C’était mon ami René Lardenois qui se réveillait.

— Non, mon ami, je n’interrompais pas notre ami Pierre Baudouin. Le malheureux continuait comme il voulait. Et je me serais fait un scrupule de le troubler. D’abord je connais à peu près bien tous ses sentiments, et je ne m’en moque jamais, surtout devant lui. Puis rien de sa part ne saurait m’étonner.
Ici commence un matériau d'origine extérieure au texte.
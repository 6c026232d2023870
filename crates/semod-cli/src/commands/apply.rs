use super::{json_pretty, spin_fail, spin_ok, spinner, CommandError, EXIT_SUCCESS};
use semod_core::{ApplyOutcome, ModuleRequest, Orchestrator, RunMode};

pub fn run(
    orch: &Orchestrator,
    request: &ModuleRequest,
    mode: RunMode,
    json: bool,
) -> Result<u8, CommandError> {
    let pb = if json {
        None
    } else {
        Some(spinner(&format!("managing module {}...", request.name)))
    };

    match orch.apply(request, mode) {
        Ok(outcome) => {
            if let Some(ref pb) = pb {
                spin_ok(pb, "done");
            }
            if json {
                println!("{}", json_pretty(&outcome)?);
            } else {
                println!("{}", summary(&outcome));
            }
            Ok(EXIT_SUCCESS)
        }
        Err(err) => {
            if let Some(ref pb) = pb {
                spin_fail(pb, "failed");
            }
            if json {
                let failure = serde_json::json!({
                    "name": request.name,
                    "state": request.state,
                    "changed": false,
                    "failed": true,
                    "msg": err.to_string(),
                });
                println!("{}", json_pretty(&failure)?);
            }
            Err(err.into())
        }
    }
}

fn summary(outcome: &ApplyOutcome) -> String {
    let suffix = if outcome.check_mode { " (check mode)" } else { "" };
    if outcome.changed {
        format!("changed: module {} {}{suffix}", outcome.name, outcome.state)
    } else {
        format!("ok: module {} already {}{suffix}", outcome.name, outcome.state)
    }
}

#[cfg(test)]
mod tests {
    use super::*;
    use semod_core::TargetState;

    fn outcome(changed: bool, check_mode: bool) -> ApplyOutcome {
        ApplyOutcome {
            name: "xen".to_owned(),
            state: TargetState::Enabled,
            changed,
            check_mode,
        }
    }

    #[test]
    fn summary_reports_change() {
        assert_eq!(summary(&outcome(true, false)), "changed: module xen enabled");
    }

    #[test]
    fn summary_reports_noop() {
        assert_eq!(summary(&outcome(false, false)), "ok: module xen already enabled");
    }

    #[test]
    fn summary_marks_check_mode() {
        assert!(summary(&outcome(true, true)).ends_with("(check mode)"));
    }
}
Enfin le pauvre malheureux, s’il est parfaitement décidé à n’écrire que des dialogues, poèmes, histoires, drames, et autres grandiloquences, a été si longtemps privé d’écrire ce qu’il voulait et de parler comme il voulait, qu’il se laisse inattentivement aller à laisser déborder sa parole non écrite, sous n’importe quelle forme, et qu’il y aurait eu quelque cruauté à vouloir endiguer ce débordement.

— Alors il consent à parler en prose ?

— Il parle comme il peut.

Je lui demandai seulement si, après cette vive critique, il avait encore l’intention de s’abonner aux cahiers, que je lui servais éventuellement.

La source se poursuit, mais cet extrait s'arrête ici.